Task objective: Return the full listing below, unchanged.

Provided data:

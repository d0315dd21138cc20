//! HKDF-SHA256 (RFC 5869), extract-then-expand.
//!
//! The ECIES paths derive payload and key-wrap keys from an ECDH
//! x-coordinate with no salt and no info.

use hkdf::Hkdf;
use sha2::Sha256;
use zeroize::Zeroizing;

use crate::error::{ErrorKind, Result};
use crate::wire::SYMMETRIC_KEY_LENGTH;

/// Default output length.
pub const DEFAULT_OUTPUT_LENGTH: usize = SYMMETRIC_KEY_LENGTH;

/// Derive `length` bytes of keying material from `ikm`.
///
/// `salt` defaults to none and `info` to empty, matching the frame codecs.
pub fn derive(
    ikm: &[u8],
    salt: Option<&[u8]>,
    info: &[u8],
    length: usize,
) -> Result<Zeroizing<Vec<u8>>> {
    let hk = Hkdf::<Sha256>::new(salt, ikm);
    let mut okm = Zeroizing::new(vec![0u8; length]);
    hk.expand(info, &mut okm)
        .map_err(|_| ErrorKind::SecretComputationFailed)?;
    Ok(okm)
}

/// Derive the 32-byte AES key used by the frame codecs (no salt, no info).
pub fn derive_symmetric_key(shared_x: &[u8]) -> Result<Zeroizing<[u8; SYMMETRIC_KEY_LENGTH]>> {
    let hk = Hkdf::<Sha256>::new(None, shared_x);
    let mut okm = Zeroizing::new([0u8; SYMMETRIC_KEY_LENGTH]);
    hk.expand(&[], okm.as_mut())
        .map_err(|_| ErrorKind::SecretComputationFailed)?;
    Ok(okm)
}

#[cfg(test)]
mod tests {
    use super::*;

    #[test]
    fn deterministic_for_same_inputs() {
        let a = derive(b"secret", Some(b"salt"), b"info", 32).unwrap();
        let b = derive(b"secret", Some(b"salt"), b"info", 32).unwrap();
        assert_eq!(*a, *b);
    }

    #[test]
    fn salt_and_info_change_output() {
        let base = derive(b"secret", None, &[], 32).unwrap();
        let salted = derive(b"secret", Some(b"salt"), &[], 32).unwrap();
        let informed = derive(b"secret", None, b"info", 32).unwrap();
        assert_ne!(*base, *salted);
        assert_ne!(*base, *informed);
    }

    #[test]
    fn rfc5869_case_1_prefix() {
        // RFC 5869 A.1, truncated to the default output length.
        let ikm = [0x0b; 22];
        let salt = hex::decode("000102030405060708090a0b0c").unwrap();
        let info = hex::decode("f0f1f2f3f4f5f6f7f8f9").unwrap();
        let okm = derive(&ikm, Some(&salt), &info, 32).unwrap();
        assert_eq!(
            hex::encode(&okm[..16]),
            "3cb25f25faacd57a90434f64d0362f2a"
        );
    }

    #[test]
    fn symmetric_key_matches_generic_derive() {
        let shared = [0x42u8; 32];
        let specific = derive_symmetric_key(&shared).unwrap();
        let generic = derive(&shared, None, &[], 32).unwrap();
        assert_eq!(specific.as_slice(), generic.as_slice());
    }

    #[test]
    fn oversized_output_rejected() {
        // HKDF-SHA256 caps output at 255 * 32 bytes.
        assert!(derive(b"secret", None, &[], 255 * 32 + 1).is_err());
    }
}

Written reply:
repository d0315dd21138cc20
//! HKDF-SHA256 (RFC 5869), extract-then-expand.
//!
//! The ECIES paths derive payload and key-wrap keys from an ECDH
//! x-coordinate with no salt and no info.

use hkdf::Hkdf;
use sha2::Sha256;
use zeroize::Zeroizing;

use crate::error::{ErrorKind, Result};
use crate::wire::SYMMETRIC_KEY_LENGTH;

/// Default output length.
pub const DEFAULT_OUTPUT_LENGTH: usize = SYMMETRIC_KEY_LENGTH;

/// Derive `length` bytes of keying material from `ikm`.
///
/// `salt` defaults to none and `info` to empty, matching the frame codecs.
pub fn derive(
    ikm: &[u8],
    salt: Option<&[u8]>,
    info: &[u8],
    length: usize,
) -> Result<Zeroizing<Vec<u8>>> {
    let hk = Hkdf::<Sha256>::new(salt, ikm);
    let mut okm = Zeroizing::new(vec![0u8; length]);
    hk.expand(info, &mut okm)
        .map_err(|_| ErrorKind::SecretComputationFailed)?;
    Ok(okm)
}

/// Derive the 32-byte AES key used by the frame codecs (no salt, no info).
pub fn derive_symmetric_key(shared_x: &[u8]) -> Result<Zeroizing<[u8; SYMMETRIC_KEY_LENGTH]>> {
    let hk = Hkdf::<Sha256>::new(None, shared_x);
    let mut okm = Zeroizing::new([0u8; SYMMETRIC_KEY_LENGTH]);
    hk.expand(&[], okm.as_mut())
        .map_err(|_| ErrorKind::SecretComputationFailed)?;
    Ok(okm)
}

#[cfg(test)]
mod tests {
    use super::*;

    #[test]
    fn deterministic_for_same_inputs() {
        let a = derive(b"secret", Some(b"salt"), b"info", 32).unwrap();
        let b = derive(b"secret", Some(b"salt"), b"info", 32).unwrap();
        assert_eq!(*a, *b);
    }

    #[test]
    fn salt_and_info_change_output() {
        let base = derive(b"secret", None, &[], 32).unwrap();
        let salted = derive(b"secret", Some(b"salt"), &[], 32).unwrap();
        let informed = derive(b"secret", None, b"info", 32).unwrap();
        assert_ne!(*base, *salted);
        assert_ne!(*base, *informed);
    }

    #[test]
    fn rfc5869_case_1_prefix() {
        // RFC 5869 A.1, truncated to the default output length.
        let ikm = [0x0b; 22];
        let salt = hex::decode("000102030405060708090a0b0c").unwrap();
        let info = hex::decode("f0f1f2f3f4f5f6f7f8f9").unwrap();
        let okm = derive(&ikm, Some(&salt), &info, 32).unwrap();
        assert_eq!(
            hex::encode(&okm[..16]),
            "3cb25f25faacd57a90434f64d0362f2a"
        );
    }

    #[test]
    fn symmetric_key_matches_generic_derive() {
        let shared = [0x42u8; 32];
        let specific = derive_symmetric_key(&shared).unwrap();
        let generic = derive(&shared, None, &[], 32).unwrap();
        assert_eq!(specific.as_slice(), generic.as_slice());
    }

    #[test]
    fn oversized_output_rejected() {
        // HKDF-SHA256 caps output at 255 * 32 bytes.
        assert!(derive(b"secret", None, &[], 255 * 32 + 1).is_err());
    }
}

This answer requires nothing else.